Laohwangping Airfield (Chinese: 旧州机场) is a former World War II United States Army Air Forces airfield, located approximately 1 mile west of Jiuzhou Zhen (旧州镇), Huangping County, Guizhou Province, then in the Republic of China.

==Role in WWII==
It was designed to be a refuelling station for aircraft coming from Chihkiang Airfield, Hunan,. Eventually it became the primary home of the 35th Photographic Reconnaissance Squadron, which flew unarmed P-38 Lightning photo-reconnaissance aircraft from the airfield beginning in February 1945 until the end of the war. It was also the home of the 23d Fighter Group 76th Fighter Squadron, equipped with P-51 Mustangs in February 1945.

==Construction==
The airfield was slowly built from 1939. Serious construction only began from October 1943 as the Wu Dingchang (吴鼎昌), Governor of Guizhou, came to rally.

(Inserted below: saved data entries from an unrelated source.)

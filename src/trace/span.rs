//! Span data model.

use serde::Serialize;
use std::collections::BTreeMap;
use uuid::Uuid;

use crate::logging::LogLevel;
use crate::metrics::unix_timestamp;

/// A timestamped log line attached to a span.
#[derive(Debug, Clone, Serialize)]
pub struct SpanEvent {
    pub timestamp: f64,
    pub level: LogLevel,
    pub message: String,
}

/// A timed unit of work belonging to exactly one trace.
///
/// Active spans live in the engine's active table and are mutable through
/// it; once archived into their trace they are never touched again.
#[derive(Debug, Clone, Serialize)]
pub struct Span {
    pub span_id: Uuid,
    pub trace_id: Uuid,
    pub parent_span_id: Option<Uuid>,
    pub operation_name: String,
    pub start_time: f64,
    pub end_time: Option<f64>,
    pub duration: Option<f64>,
    pub tags: BTreeMap<String, String>,
    pub logs: Vec<SpanEvent>,
}

impl Span {
    pub(crate) fn begin(
        operation_name: &str,
        trace_id: Option<Uuid>,
        parent_span_id: Option<Uuid>,
    ) -> Self {
        Self {
            span_id: Uuid::new_v4(),
            trace_id: trace_id.unwrap_or_else(Uuid::new_v4),
            parent_span_id,
            operation_name: operation_name.to_string(),
            start_time: unix_timestamp(),
            end_time: None,
            duration: None,
            tags: BTreeMap::new(),
            logs: Vec::new(),
        }
    }

    pub(crate) fn finish(&mut self) {
        // Clamp against clock adjustments so duration is never negative.
        let end = unix_timestamp().max(self.start_time);
        self.end_time = Some(end);
        self.duration = Some(end - self.start_time);
    }
}
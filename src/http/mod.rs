//! Read-only operator HTTP surface.
//!
//! A thin calling layer over `Monitor::monitoring_data()`: the core itself
//! defines no wire protocol, this module just serves the consolidated
//! document (and slices of it) as JSON for dashboards and the CLI.

pub mod handlers;
pub mod server;

pub use server::OperatorServer;
use clap::{Parser, Subcommand};
use serde_json::Value;

#[derive(Parser)]
#[command(name = "monitor-cli")]
#[command(about = "Inspect the monitoring core's operator endpoint", long_about = None)]
struct Cli {
    #[arg(short, long, default_value = "http://127.0.0.1:9464")]
    url: String,

    #[command(subcommand)]
    command: Commands,
}

#[derive(Subcommand)]
enum Commands {
    /// Check monitor status and uptime
    Status,
    /// Fetch the full consolidated monitoring document
    Monitoring,
    /// Fetch the current metrics snapshot
    Metrics,
    /// List active alerts and alert history
    Alerts {
        #[arg(short, long, default_value_t = 50)]
        limit: usize,
    },
    /// Fetch recent structured log entries
    Logs {
        #[arg(short, long, default_value_t = 100)]
        limit: usize,
    },
}

#[tokio::main]
async fn main() -> Result<(), Box<dyn std::error::Error>> {
    let cli = Cli::parse();
    let client = reqwest::Client::new();

    let url = match &cli.command {
        Commands::Status => format!("{}/status", cli.url),
        Commands::Monitoring => format!("{}/monitoring", cli.url),
        Commands::Metrics => format!("{}/monitoring/metrics", cli.url),
        Commands::Alerts { limit } => {
            format!("{}/monitoring/alerts?limit={}", cli.url, limit)
        }
        Commands::Logs { limit } => format!("{}/monitoring/logs?limit={}", cli.url, limit),
    };

    let res = client.get(&url).send().await?;
    if !res.status().is_success() {
        eprintln!("Request failed: {} {}", res.status(), url);
        std::process::exit(1);
    }

    let body: Value = res.json().await?;
    println!("{}", serde_json::to_string_pretty(&body)?);
    Ok(())
}
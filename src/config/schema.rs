//! Configuration schema definitions.
//!
//! All types derive Serde traits for deserialization from config files,
//! with defaults matching the values the recommendation service ran with.

use serde::{Deserialize, Serialize};

use crate::alerts::rule::AlertRule;

/// Root configuration for the monitoring core.
#[derive(Debug, Clone, Deserialize, Serialize, Default)]
#[serde(default)]
pub struct MonitorConfig {
    /// Metrics registry settings.
    pub metrics: MetricsConfig,

    /// Trace engine settings.
    pub tracing: TracingConfig,

    /// Structured logger settings.
    pub logging: LoggingConfig,

    /// Alert engine and evaluation loop settings.
    pub alerts: AlertsConfig,

    /// Operator HTTP endpoint settings.
    pub operator: OperatorConfig,
}

/// Metrics registry configuration.
#[derive(Debug, Clone, Deserialize, Serialize)]
#[serde(default)]
pub struct MetricsConfig {
    /// Points retained per series/histogram before oldest-first eviction.
    pub series_capacity: usize,
}

impl Default for MetricsConfig {
    fn default() -> Self {
        Self {
            series_capacity: 1000,
        }
    }
}

/// Trace engine configuration.
#[derive(Debug, Clone, Deserialize, Serialize)]
#[serde(default)]
pub struct TracingConfig {
    /// Completed traces retained before oldest-first eviction.
    pub max_traces: usize,
}

impl Default for TracingConfig {
    fn default() -> Self {
        Self { max_traces: 500 }
    }
}

/// Structured logger configuration.
#[derive(Debug, Clone, Deserialize, Serialize)]
#[serde(default)]
pub struct LoggingConfig {
    /// Entries retained in the log ring buffer.
    pub buffer_capacity: usize,
}

impl Default for LoggingConfig {
    fn default() -> Self {
        Self {
            buffer_capacity: 10_000,
        }
    }
}

/// Alert engine configuration.
#[derive(Debug, Clone, Deserialize, Serialize)]
#[serde(default)]
pub struct AlertsConfig {
    /// Seconds between evaluation passes of the background loop.
    pub evaluation_interval_secs: u64,

    /// Alerts retained in history before oldest-first eviction.
    pub history_capacity: usize,

    /// Register the built-in rule set (response time, error rate,
    /// cache hit rate, memory usage) at startup.
    pub default_rules: bool,

    /// Additional rules supplied by the operator.
    pub rules: Vec<AlertRule>,
}

impl Default for AlertsConfig {
    fn default() -> Self {
        Self {
            evaluation_interval_secs: 60,
            history_capacity: 1000,
            default_rules: true,
            rules: Vec::new(),
        }
    }
}

/// Operator HTTP endpoint configuration.
#[derive(Debug, Clone, Deserialize, Serialize)]
#[serde(default)]
pub struct OperatorConfig {
    /// Enable the read-only operator endpoint.
    pub enabled: bool,

    /// Bind address (e.g., "127.0.0.1:9464").
    pub bind_address: String,

    /// Request timeout in seconds.
    pub request_timeout_secs: u64,
}

impl Default for OperatorConfig {
    fn default() -> Self {
        Self {
            enabled: false,
            bind_address: "127.0.0.1:9464".to_string(),
            request_timeout_secs: 10,
        }
    }
}

#[cfg(test)]
mod tests {
    use super::*;

    #[test]
    fn defaults_are_usable() {
        let config = MonitorConfig::default();
        assert_eq!(config.metrics.series_capacity, 1000);
        assert_eq!(config.alerts.evaluation_interval_secs, 60);
        assert!(config.alerts.default_rules);
        assert!(!config.operator.enabled);
    }

    #[test]
    fn partial_toml_fills_in_defaults() {
        let config: MonitorConfig = toml::from_str(
            r#"
            [metrics]
            series_capacity = 50

            [[alerts.rules]]
            name = "slow_vector_search"
            metric = "vector_search_latency"
            threshold = 1.5
            operator = "gt"
            severity = "warning"
            message = "Vector search latency is above 1.5 seconds"
            "#,
        )
        .unwrap();

        assert_eq!(config.metrics.series_capacity, 50);
        assert_eq!(config.logging.buffer_capacity, 10_000);
        assert_eq!(config.alerts.rules.len(), 1);
        assert_eq!(config.alerts.rules[0].metric, "vector_search_latency");
    }
}
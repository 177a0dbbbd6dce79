//! Alert lifecycle engine.

use serde::Serialize;
use std::collections::{HashMap, VecDeque};
use std::sync::{Mutex, MutexGuard};
use uuid::Uuid;

use crate::alerts::rule::{AlertRule, Severity};
use crate::metrics::{unix_timestamp, MetricsSnapshot};

#[derive(Debug, Clone, Copy, PartialEq, Eq, Serialize)]
#[serde(rename_all = "lowercase")]
pub enum AlertStatus {
    Active,
    Resolved,
}

/// An alert instance derived from a rule in breach.
#[derive(Debug, Clone, Serialize)]
pub struct Alert {
    pub id: Uuid,
    pub rule_name: String,
    pub metric: String,
    pub threshold: f64,
    pub current_value: f64,
    pub severity: Severity,
    pub message: String,
    pub triggered_at: f64,
    pub resolved_at: Option<f64>,
    pub status: AlertStatus,
}

/// Key of the active-alert map: at most one active alert per
/// (rule name, metric) at any time.
type AlertKey = (String, String);

#[derive(Default)]
struct AlertState {
    rules: Vec<AlertRule>,
    active: HashMap<AlertKey, Alert>,
    history: VecDeque<Alert>,
    /// First time each key was seen breaching, for sustain gating.
    first_breach: HashMap<AlertKey, f64>,
}

/// Evaluates rules against metric snapshots and manages the
/// active/resolved alert lifecycle.
///
/// The evaluation loop is the sole caller of `evaluate_all`, so the state
/// machine never races with itself; the mutex only covers concurrent rule
/// additions and read accessors.
pub struct AlertEngine {
    state: Mutex<AlertState>,
    history_capacity: usize,
}

impl AlertEngine {
    pub fn new(history_capacity: usize) -> Self {
        Self {
            state: Mutex::new(AlertState::default()),
            history_capacity: history_capacity.max(1),
        }
    }

    fn lock(&self) -> MutexGuard<'_, AlertState> {
        self.state
            .lock()
            .unwrap_or_else(|poisoned| poisoned.into_inner())
    }

    pub fn add_rule(&self, rule: AlertRule) {
        self.lock().rules.push(rule);
    }

    pub fn rules(&self) -> Vec<AlertRule> {
        self.lock().rules.clone()
    }

    /// One evaluation pass over every rule. Never fails: rules whose
    /// metric cannot be resolved are skipped.
    pub fn evaluate_all(&self, snapshot: &MetricsSnapshot) {
        let now = unix_timestamp();
        let mut state = self.lock();

        for i in 0..state.rules.len() {
            let rule = state.rules[i].clone();
            let Some(value) = snapshot.resolve(&rule.metric) else {
                continue;
            };
            let key = (rule.name.clone(), rule.metric.clone());
            let breaching = rule.operator.evaluate(value, rule.threshold);

            if breaching {
                let first = *state.first_breach.entry(key.clone()).or_insert(now);
                if state.active.contains_key(&key) {
                    continue;
                }
                if now - first < rule.sustain_secs as f64 {
                    continue;
                }
                let alert = Alert {
                    id: Uuid::new_v4(),
                    rule_name: rule.name.clone(),
                    metric: rule.metric.clone(),
                    threshold: rule.threshold,
                    current_value: value,
                    severity: rule.severity,
                    message: rule.message.clone(),
                    triggered_at: now,
                    resolved_at: None,
                    status: AlertStatus::Active,
                };
                log_transition(&alert, "triggered");
                state.active.insert(key, alert.clone());
                while state.history.len() >= self.history_capacity {
                    state.history.pop_front();
                }
                state.history.push_back(alert);
            } else {
                state.first_breach.remove(&key);
                if let Some(mut alert) = state.active.remove(&key) {
                    alert.resolved_at = Some(now);
                    alert.status = AlertStatus::Resolved;
                    log_transition(&alert, "resolved");
                    // Keep history consistent with the final state.
                    if let Some(entry) =
                        state.history.iter_mut().rev().find(|a| a.id == alert.id)
                    {
                        *entry = alert;
                    }
                }
            }
        }
    }

    pub fn active_alerts(&self) -> Vec<Alert> {
        let state = self.lock();
        let mut alerts: Vec<Alert> = state.active.values().cloned().collect();
        alerts.sort_by(|a, b| a.triggered_at.total_cmp(&b.triggered_at));
        alerts
    }

    /// The last `limit` history entries, oldest first.
    pub fn alert_history(&self, limit: usize) -> Vec<Alert> {
        let state = self.lock();
        let skip = state.history.len().saturating_sub(limit);
        state.history.iter().skip(skip).cloned().collect()
    }
}

/// This warning line is the engine's only notification channel.
fn log_transition(alert: &Alert, action: &str) {
    tracing::warn!(
        alert_id = %alert.id,
        severity = %alert.severity,
        metric = %alert.metric,
        current_value = alert.current_value,
        threshold = alert.threshold,
        "Alert {}: {} - {}",
        action,
        alert.rule_name,
        alert.message
    );
}

#[cfg(test)]
mod tests {
    use super::*;
    use crate::alerts::rule::AlertOperator;
    use crate::metrics::MetricsRegistry;

    fn error_rate_rule() -> AlertRule {
        AlertRule::new(
            "high_error_rate",
            "error_rate",
            0.05,
            AlertOperator::Gt,
            Severity::Critical,
            "Error rate is above 5%",
        )
    }

    #[test]
    fn breach_triggers_exactly_one_alert_across_ticks() {
        let engine = AlertEngine::new(100);
        engine.add_rule(error_rate_rule());

        let registry = MetricsRegistry::new(100);
        registry.set_gauge("error_rate", 0.2, &[("query_type", "dish")]);
        let snapshot = registry.snapshot();

        for _ in 0..5 {
            engine.evaluate_all(&snapshot);
        }

        let active = engine.active_alerts();
        assert_eq!(active.len(), 1);
        assert_eq!(active[0].severity, Severity::Critical);
        assert_eq!(active[0].current_value, 0.2);
        assert_eq!(engine.alert_history(10).len(), 1);
    }

    #[test]
    fn clearing_breach_resolves_into_history() {
        let engine = AlertEngine::new(100);
        engine.add_rule(error_rate_rule());

        let registry = MetricsRegistry::new(100);
        registry.set_gauge("error_rate", 0.2, &[]);
        engine.evaluate_all(&registry.snapshot());
        assert_eq!(engine.active_alerts().len(), 1);

        registry.set_gauge("error_rate", 0.01, &[]);
        engine.evaluate_all(&registry.snapshot());

        assert!(engine.active_alerts().is_empty());
        let history = engine.alert_history(10);
        assert_eq!(history.len(), 1);
        assert_eq!(history[0].status, AlertStatus::Resolved);
        assert!(history[0].resolved_at.is_some());
    }

    #[test]
    fn retrigger_after_resolution_creates_a_second_history_entry() {
        let engine = AlertEngine::new(100);
        engine.add_rule(error_rate_rule());
        let registry = MetricsRegistry::new(100);

        registry.set_gauge("error_rate", 0.2, &[]);
        engine.evaluate_all(&registry.snapshot());
        registry.set_gauge("error_rate", 0.01, &[]);
        engine.evaluate_all(&registry.snapshot());
        registry.set_gauge("error_rate", 0.3, &[]);
        engine.evaluate_all(&registry.snapshot());

        assert_eq!(engine.active_alerts().len(), 1);
        let history = engine.alert_history(10);
        assert_eq!(history.len(), 2);
        assert_eq!(history[0].status, AlertStatus::Resolved);
        assert_eq!(history[1].status, AlertStatus::Active);
    }

    #[test]
    fn unresolvable_metric_skips_rule() {
        let engine = AlertEngine::new(100);
        engine.add_rule(AlertRule::new(
            "ghost",
            "metric_nobody_records",
            1.0,
            AlertOperator::Gt,
            Severity::Info,
            "never fires",
        ));
        let registry = MetricsRegistry::new(100);
        engine.evaluate_all(&registry.snapshot());
        assert!(engine.active_alerts().is_empty());
        assert!(engine.alert_history(10).is_empty());
    }

    #[test]
    fn sustain_gates_first_fire() {
        let engine = AlertEngine::new(100);
        engine.add_rule(error_rate_rule().with_sustain(1));

        let registry = MetricsRegistry::new(100);
        registry.set_gauge("error_rate", 0.2, &[]);
        let snapshot = registry.snapshot();

        engine.evaluate_all(&snapshot);
        assert!(engine.active_alerts().is_empty());

        std::thread::sleep(std::time::Duration::from_millis(1100));
        engine.evaluate_all(&snapshot);
        assert_eq!(engine.active_alerts().len(), 1);
    }

    #[test]
    fn sustain_timer_resets_when_breach_clears() {
        let engine = AlertEngine::new(100);
        engine.add_rule(error_rate_rule().with_sustain(60));

        let registry = MetricsRegistry::new(100);
        registry.set_gauge("error_rate", 0.2, &[]);
        engine.evaluate_all(&registry.snapshot());

        registry.set_gauge("error_rate", 0.0, &[]);
        engine.evaluate_all(&registry.snapshot());

        // Back in breach: the 60s window starts over, so still no alert.
        registry.set_gauge("error_rate", 0.2, &[]);
        engine.evaluate_all(&registry.snapshot());
        assert!(engine.active_alerts().is_empty());
    }

    #[test]
    fn history_is_capacity_bounded() {
        let engine = AlertEngine::new(3);
        engine.add_rule(error_rate_rule());
        let registry = MetricsRegistry::new(100);

        for _ in 0..5 {
            registry.set_gauge("error_rate", 0.2, &[]);
            engine.evaluate_all(&registry.snapshot());
            registry.set_gauge("error_rate", 0.0, &[]);
            engine.evaluate_all(&registry.snapshot());
        }

        assert_eq!(engine.alert_history(100).len(), 3);
    }
}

It is officially opened from early 1945, yet it was partially operational and began in use from late 1943. It has a compressed earth runway with tents and small wooden buildings used for a support facility.

It appears to have been closed and dismantled in September 1945 after the war ended, with the land being returned to agricultural use. The available satellite image of this area of China is very low resolution and it is difficult to determine if any relics of the airfield exist.